Of course, the state of your corporate culture pre-Covid is not necessarily what it is now. “Every company who sent all their employees home in March of 2020 because of Covid are now reconvening in some iteration, but not exactly the same way that they were running things prior to COVID, are having to re-establish or redefine what their culture is,” Lewis advises.

It’s The Economy, Stupid

Of course, money plays an important part in keeping your staff satisfied. “I would review your company’s pay structure,” Green councils. “Longtime employees locked into incremental annual increases may discover that in today’s market, they are underpaid.
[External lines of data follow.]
//! ISO/IEC 14443-A request/anticollision framing (spec §4.2).
//!
//! Short frames (REQA/WUPA) are 7 bits with no parity; anticollision frames
//! are 16 bits; everything else is standard 8-bit-plus-parity bytes with a
//! CRC-A trailer on frames that carry a payload.

use crate::error::CoreError;
use crate::frame::Frame;
use crate::util::crc::{append, check, Crc16Kind};
use crate::util::parity::oddparity8;

pub const REQA: u8 = 0x26;
pub const WUPA: u8 = 0x52;
pub const ANTICOLL_CL1: [u8; 2] = [0x93, 0x20];
pub const SELECT_CL1: u8 = 0x93;
pub const HALT: [u8; 2] = [0x50, 0x00];

/// Carrier-period threshold below which a reader frame is "short" (spec
/// §4.2's residual-bit side channel).
pub const SHORT_FRAME_CARRIER_PERIODS: u32 = 1088;

/// Builds a standard frame: payload bytes plus CRC-A, with one odd-parity
/// bit per byte.
pub fn encode_standard_frame(payload: &[u8]) -> Frame {
    let mut data = payload.to_vec();
    append(Crc16Kind::Iso14443A, &mut data);
    let parity = data.iter().map(|&b| oddparity8(b)).collect();
    Frame {
        data,
        parity,
        residual_bits: None,
    }
}

/// Builds a frame without a CRC trailer (e.g. ACK/NAK nibbles, which carry
/// no CRC and are often short frames themselves).
pub fn encode_bare_frame(payload: &[u8]) -> Frame {
    let parity = payload.iter().map(|&b| oddparity8(b)).collect();
    Frame {
        data: payload.to_vec(),
        parity,
        residual_bits: None,
    }
}

/// Checks the received standard frame's parity against the transmitted
/// parity bits and its CRC-A trailer.
pub fn decode_standard_frame(data: &[u8], parity: &[u8]) -> Result<Frame, CoreError> {
    if parity.len() != data.len() {
        return Err(CoreError::WrongLength {
            got: parity.len(),
            expected: data.len(),
        });
    }
    for (i, (&b, &p)) in data.iter().zip(parity.iter()).enumerate() {
        if oddparity8(b) != p {
            log::debug!("iso14a: parity mismatch on byte {}", i);
            return Err(CoreError::ParityFail);
        }
    }
    if data.len() >= 2 && !check(Crc16Kind::Iso14443A, data) {
        return Err(CoreError::CrcFail);
    }
    Ok(Frame {
        data: data.to_vec(),
        parity: parity.to_vec(),
        residual_bits: None,
    })
}

/// A 7-bit REQA/WUPA short frame: single byte, no parity, carries no CRC.
pub fn encode_short_frame(cmd: u8) -> Frame {
    Frame {
        data: vec![cmd],
        parity: Vec::new(),
        residual_bits: Some(7),
    }
}

/// Residual bit count (1-7) for a reader frame shorter than
/// [`SHORT_FRAME_CARRIER_PERIODS`], for the `(n)` trace annotation.
pub fn residual_bits_for_duration(duration_carrier_periods: u32, nominal_bits: u8) -> Option<u8> {
    if duration_carrier_periods >= SHORT_FRAME_CARRIER_PERIODS {
        return None;
    }
    let fraction = duration_carrier_periods as f64 / SHORT_FRAME_CARRIER_PERIODS as f64;
    let bits = (fraction * nominal_bits as f64).round() as u8;
    Some(bits.clamp(1, 7))
}

#[cfg(test)]
mod tests {
    use super::*;

    #[test]
    fn standard_frame_roundtrips() {
        let f = encode_standard_frame(&[0x60, 0x00]);
        assert_eq!(f.data.len(), 4);
        let decoded = decode_standard_frame(&f.data, &f.parity).unwrap();
        assert_eq!(decoded.data, f.data);
    }

    #[test]
    fn standard_frame_detects_parity_mismatch() {
        let f = encode_standard_frame(&[0x60, 0x00]);
        let mut bad_parity = f.parity.clone();
        bad_parity[0] ^= 1;
        assert!(matches!(
            decode_standard_frame(&f.data, &bad_parity),
            Err(CoreError::ParityFail)
        ));
    }

    #[test]
    fn standard_frame_detects_crc_mismatch() {
        let mut f = encode_standard_frame(&[0x60, 0x00]);
        f.data[0] ^= 0xFF;
        // parity recomputed to isolate the CRC check
        let parity: Vec<u8> = f.data.iter().map(|&b| oddparity8(b)).collect();
        assert!(matches!(
            decode_standard_frame(&f.data, &parity),
            Err(CoreError::CrcFail)
        ));
    }

    #[test]
    fn short_frame_has_no_parity_or_crc() {
        let f = encode_short_frame(REQA);
        assert_eq!(f.data, vec![REQA]);
        assert!(f.parity.is_empty());
        assert_eq!(f.residual_bits, Some(7));
    }

    #[test]
    fn residual_bits_clamped_to_range() {
        assert_eq!(residual_bits_for_duration(1088, 8), None);
        let short = residual_bits_for_duration(100, 8).unwrap();
        assert!((1..=7).contains(&short));
    }
}
//! Minimal hex encode/decode used by the dump-file readers (`.eml`/`.mct`/
//! JSON `blocks` map). No external hex crate is pulled in for this — it is a
//! handful of lines and every other ambient concern (errors, serde, CRC) is
//! already grounded on the teacher/pack's actual dependency choices.

use crate::error::CoreError;

pub fn encode(bytes: &[u8]) -> String {
    let mut out = String::with_capacity(bytes.len() * 2);
    for b in bytes {
        out.push_str(&format!("{:02x}", b));
    }
    out
}

pub fn decode(s: &str) -> Result<Vec<u8>, CoreError> {
    let s = s.trim();
    if s.len() % 2 != 0 {
        return Err(CoreError::MalformedDump(format!(
            "odd-length hex string: {}",
            s
        )));
    }
    (0..s.len())
        .step_by(2)
        .map(|i| {
            u8::from_str_radix(&s[i..i + 2], 16)
                .map_err(|_| CoreError::MalformedDump(format!("bad hex byte at offset {}", i)))
        })
        .collect()
}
Offer bonuses and rate increases in accordance with the current market.”

Pay equity is especially important in the tech business. “Technicians are a hot commodity and they’re hard to find,” Young observes, “and sometimes they’re going to a commercial firm that can pay them quite a bit more.”

Training, appreciation, corporate culture, and fairer compensation “will pay off in the long run if you can hang on to your experienced, productive employees,” Green asserts, “rather than trying to onboard an inexperienced newbie that you will have to train for weeks to get to a productive point. It’s just good business.”